Advanced architectures can deliver dramatically increased throughput for genomics and proteomics applications, reducing time-to completion in some cases from days to minutes. One such architecture, hybrid-core computing, marries a traditional x86 environment with a reconfigurable coprocessor, based on field programmable gate array (FPGA) technology. Application-specific instructions executed by the coprocessor appear as extensions to the x86 instruction set architecture. This integrated approach provides users familiar C, C++ and FORTRAN development environments without the complexity of non-standard dialects or programming models. Thus the performance of application-specific hardware is achievable with the familiar programmability and deployment of a commodity server. In addition to higher throughput, increased performance can fundamentally improve research quality by allowing more accurate, previously impractical approaches.
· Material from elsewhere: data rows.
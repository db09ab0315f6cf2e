//! Order kind as a tagged variant.
//!
//! `OrderType` is the flat discriminant a caller submits. `OrderKind` is the
//! admitted form: each variant carries only the prices it legally needs, so
//! execution code never inspects optional fields.

use rust_decimal::Decimal;
use serde::{Deserialize, Serialize};
use std::fmt;

use super::OrderSide;

/// Order type as submitted in an order specification.
#[derive(Debug, Clone, Copy, PartialEq, Eq, Hash, Serialize, Deserialize)]
#[serde(rename_all = "SCREAMING_SNAKE_CASE")]
pub enum OrderType {
    /// Execute at the opposing best price.
    #[serde(alias = "market")]
    Market,
    /// Execute at the limit price or better.
    #[serde(alias = "limit")]
    Limit,
    /// Protective stop. Arms on an adverse cross, then trades at market.
    #[serde(alias = "stop_loss")]
    StopLoss,
    /// Profit target. Arms on a favourable cross, then trades at market.
    #[serde(alias = "take_profit")]
    TakeProfit,
    /// Arms like a stop, then rests as a limit.
    #[serde(alias = "stop_limit")]
    StopLimit,
    /// Stop whose level follows the best favourable price.
    #[serde(alias = "trailing_stop")]
    TrailingStop,
    /// Limit that shows at most a visible peak per evaluation.
    #[serde(alias = "iceberg")]
    Iceberg,
}

impl OrderType {
    /// Returns true if the type requires a limit `price`.
    #[must_use]
    pub const fn requires_price(&self) -> bool {
        matches!(self, Self::Limit | Self::StopLimit | Self::Iceberg)
    }

    /// Returns true if the type requires a `stop_price`.
    #[must_use]
    pub const fn requires_stop_price(&self) -> bool {
        matches!(self, Self::StopLoss | Self::TakeProfit | Self::StopLimit)
    }
}

impl fmt::Display for OrderType {
    fn fmt(&self, f: &mut fmt::Formatter<'_>) -> fmt::Result {
        match self {
            Self::Market => write!(f, "MARKET"),
            Self::Limit => write!(f, "LIMIT"),
            Self::StopLoss => write!(f, "STOP_LOSS"),
            Self::TakeProfit => write!(f, "TAKE_PROFIT"),
            Self::StopLimit => write!(f, "STOP_LIMIT"),
            Self::TrailingStop => write!(f, "TRAILING_STOP"),
            Self::Iceberg => write!(f, "ICEBERG"),
        }
    }
}

/// Distance a trailing stop keeps from its reference price.
#[derive(Debug, Clone, Copy, PartialEq, Eq, Serialize, Deserialize)]
#[serde(tag = "mode", content = "value", rename_all = "SCREAMING_SNAKE_CASE")]
pub enum TrailOffset {
    /// Absolute price distance.
    Amount(Decimal),
    /// Fraction of the reference price (0.05 = 5%).
    Percent(Decimal),
}

impl TrailOffset {
    /// Stop level implied by `reference` for an order on `side`.
    ///
    /// Sell stops trail below the highest bid, buy stops above the lowest ask.
    /// The level saturates at the decimal range.
    #[must_use]
    pub fn stop_level(&self, reference: Decimal, side: OrderSide) -> Decimal {
        let distance = match self {
            Self::Amount(amount) => *amount,
            Self::Percent(pct) => reference.saturating_mul(*pct),
        };
        match side {
            OrderSide::Sell => reference.saturating_sub(distance),
            OrderSide::Buy => reference.saturating_add(distance),
        }
    }
}

/// Admitted order kind.
#[derive(Debug, Clone, Copy, PartialEq, Eq, Serialize, Deserialize)]
#[serde(tag = "type", rename_all = "SCREAMING_SNAKE_CASE")]
pub enum OrderKind {
    /// Market order.
    Market,
    /// Limit order.
    Limit {
        /// Limit price.
        price: Decimal,
    },
    /// Stop-loss order.
    StopLoss {
        /// Trigger price.
        stop_price: Decimal,
    },
    /// Take-profit order.
    TakeProfit {
        /// Trigger price.
        stop_price: Decimal,
    },
    /// Stop-limit order.
    StopLimit {
        /// Trigger price.
        stop_price: Decimal,
        /// Limit price once armed.
        price: Decimal,
    },
    /// Trailing stop order.
    TrailingStop {
        /// Trail distance.
        trail: TrailOffset,
    },
    /// Iceberg (reserve) limit order.
    Iceberg {
        /// Limit price.
        price: Decimal,
        /// Maximum quantity executed per evaluation.
        visible_quantity: Decimal,
    },
}

impl OrderKind {
    /// Flat order type of this kind.
    #[must_use]
    pub const fn order_type(&self) -> OrderType {
        match self {
            Self::Market => OrderType::Market,
            Self::Limit { .. } => OrderType::Limit,
            Self::StopLoss { .. } => OrderType::StopLoss,
            Self::TakeProfit { .. } => OrderType::TakeProfit,
            Self::StopLimit { .. } => OrderType::StopLimit,
            Self::TrailingStop { .. } => OrderType::TrailingStop,
            Self::Iceberg { .. } => OrderType::Iceberg,
        }
    }

    /// Limit price for limit-like kinds.
    #[must_use]
    pub const fn limit_price(&self) -> Option<Decimal> {
        match self {
            Self::Limit { price } | Self::StopLimit { price, .. } | Self::Iceberg { price, .. } => {
                Some(*price)
            }
            _ => None,
        }
    }

    /// Fixed trigger price for stop-like kinds.
    #[must_use]
    pub const fn stop_price(&self) -> Option<Decimal> {
        match self {
            Self::StopLoss { stop_price }
            | Self::TakeProfit { stop_price }
            | Self::StopLimit { stop_price, .. } => Some(*stop_price),
            _ => None,
        }
    }

    /// Visible peak for iceberg orders.
    #[must_use]
    pub const fn visible_quantity(&self) -> Option<Decimal> {
        match self {
            Self::Iceberg {
                visible_quantity, ..
            } => Some(*visible_quantity),
            _ => None,
        }
    }

    /// Trail distance for trailing stops.
    #[must_use]
    pub const fn trail(&self) -> Option<TrailOffset> {
        match self {
            Self::TrailingStop { trail } => Some(*trail),
            _ => None,
        }
    }

    /// Returns true if the kind must be armed by a price cross before it trades.
    #[must_use]
    pub const fn needs_trigger(&self) -> bool {
        matches!(
            self,
            Self::StopLoss { .. }
                | Self::TakeProfit { .. }
                | Self::StopLimit { .. }
                | Self::TrailingStop { .. }
        )
    }
}

impl fmt::Display for OrderKind {
    fn fmt(&self, f: &mut fmt::Formatter<'_>) -> fmt::Result {
        write!(f, "{}", self.order_type())
    }
}
//! Execution Tactics Bounded Context
//!
//! Slicing plans for algorithmic strategies: TWAP schedules, VWAP volume
//! allocation, strategy bookkeeping types and the slice retry policy.

pub mod errors;
pub mod services;
pub mod value_objects;

pub use errors::TacticError;
pub use services::{TwapExecutor, VwapExecutor};
pub use value_objects::{
    ExponentialBackoffCalculator, SliceRetryPolicy, StrategyKind, StrategyStatus, TwapConfig,
    TwapSlice, VolumeBucket, VolumeProfile, VwapSlice,
};
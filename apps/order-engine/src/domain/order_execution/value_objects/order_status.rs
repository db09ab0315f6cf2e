//! Order status in the lifecycle.

use serde::{Deserialize, Serialize};
use std::fmt;

/// Order lifecycle status.
///
/// `Filled`, `Cancelled`, `Rejected` and `Expired` are terminal and are
/// retained for audit.
#[derive(Debug, Clone, Copy, PartialEq, Eq, Hash, Serialize, Deserialize)]
#[serde(rename_all = "SCREAMING_SNAKE_CASE")]
pub enum OrderStatus {
    /// Admitted, no fills yet.
    Pending,
    /// At least one fill, quantity remaining.
    PartiallyFilled,
    /// Completely filled.
    Filled,
    /// Cancelled by the owner, an OCO sibling, or an IOC remainder.
    Cancelled,
    /// Failed validation. Only ever a rejection record.
    Rejected,
    /// Reached its DAY cutoff, or an IOC/FOK that could not fill.
    Expired,
}

impl OrderStatus {
    /// Returns true if the order is in a terminal state.
    #[must_use]
    pub const fn is_terminal(&self) -> bool {
        matches!(
            self,
            Self::Filled | Self::Cancelled | Self::Rejected | Self::Expired
        )
    }

    /// Returns true if the order is still working (can be filled or cancelled).
    #[must_use]
    pub const fn is_open(&self) -> bool {
        matches!(self, Self::Pending | Self::PartiallyFilled)
    }

    /// Returns true if the order can receive fills.
    #[must_use]
    pub const fn can_fill(&self) -> bool {
        self.is_open()
    }
}

impl fmt::Display for OrderStatus {
    fn fmt(&self, f: &mut fmt::Formatter<'_>) -> fmt::Result {
        match self {
            Self::Pending => write!(f, "PENDING"),
            Self::PartiallyFilled => write!(f, "PARTIALLY_FILLED"),
            Self::Filled => write!(f, "FILLED"),
            Self::Cancelled => write!(f, "CANCELLED"),
            Self::Rejected => write!(f, "REJECTED"),
            Self::Expired => write!(f, "EXPIRED"),
        }
    }
}
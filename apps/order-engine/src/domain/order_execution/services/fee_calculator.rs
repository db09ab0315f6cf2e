//! Fee Calculator Domain Service
//!
//! `fee = quantity * price * rate`, with the rate chosen by liquidity side.

use rust_decimal::Decimal;
use rust_decimal_macros::dec;
use serde::{Deserialize, Serialize};

use crate::domain::order_execution::value_objects::LiquiditySide;
use crate::domain::shared::{DomainError, Symbol};

/// Maker/taker fee rates.
#[derive(Debug, Clone, PartialEq, Eq, Serialize, Deserialize)]
#[serde(default)]
pub struct FeeSchedule {
    /// Rate for resting liquidity that gets matched.
    pub maker_rate: Decimal,
    /// Rate for liquidity-removing fills.
    pub taker_rate: Decimal,
    /// Fee currency for symbols without a quote currency.
    pub default_currency: String,
}

impl Default for FeeSchedule {
    fn default() -> Self {
        Self {
            maker_rate: dec!(0.001),
            taker_rate: dec!(0.0015),
            default_currency: "DGD".to_string(),
        }
    }
}

/// Computes the fee for a fill.
#[derive(Debug, Clone, Default)]
pub struct FeeCalculator {
    schedule: FeeSchedule,
}

impl FeeCalculator {
    /// Create a calculator for a fee schedule.
    #[must_use]
    pub const fn new(schedule: FeeSchedule) -> Self {
        Self { schedule }
    }

    /// The fee schedule in use.
    #[must_use]
    pub const fn schedule(&self) -> &FeeSchedule {
        &self.schedule
    }

    /// Rate for a liquidity side.
    #[must_use]
    pub const fn rate(&self, liquidity: LiquiditySide) -> Decimal {
        match liquidity {
            LiquiditySide::Maker => self.schedule.maker_rate,
            LiquiditySide::Taker => self.schedule.taker_rate,
        }
    }

    /// Fee for one fill.
    ///
    /// # Errors
    ///
    /// Returns error if the fill notional cannot be represented.
    pub fn fee(
        &self,
        quantity: Decimal,
        price: Decimal,
        liquidity: LiquiditySide,
    ) -> Result<Decimal, DomainError> {
        quantity
            .checked_mul(price)
            .and_then(|notional| notional.checked_mul(self.rate(liquidity)))
            .ok_or_else(|| DomainError::overflow("fill fee"))
    }

    /// Currency fees on `symbol` are charged in.
    #[must_use]
    pub fn currency_for(&self, symbol: &Symbol) -> String {
        symbol
            .quote_currency()
            .map_or_else(|| self.schedule.default_currency.clone(), str::to_string)
    }
}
This presentation will discuss the suitability of hybridcore servers' advanced architecture and compiler technology for sequence alignment and assembly applications. For example, the Smith-Waterman alignment algorithm is 172 times faster on Convey's HC-1 than the best software implementation on a commodity server. Such performance speeds research, while reducing energy consumption, floor space, and management effort. Most bioinformatics applications are similarly well suited for this architecture because they have low data interdependence, which greatly increases performance through hardware parallelism. Furthermore, small data type operations (four nucleotides can be represented in two bits) make more efficient use of logic gates than the data types dictated by conventional programming models. Bioinformatics applications that have random access patterns to large memory spaces, such as graph-based algorithms, experience memory performance limitations on cache-based x86 servers. Convey's highly parallel memory subsystem allows application-specific logic to simultaneously accesses 8192 individual words in memory, significantly increasing effective memory bandwidth over cache-based memory systems. Many algorithms, such as Velvet and other de Bruijn graph based, short-read, de novo assemblers, greatly benefit from this type of memory architecture.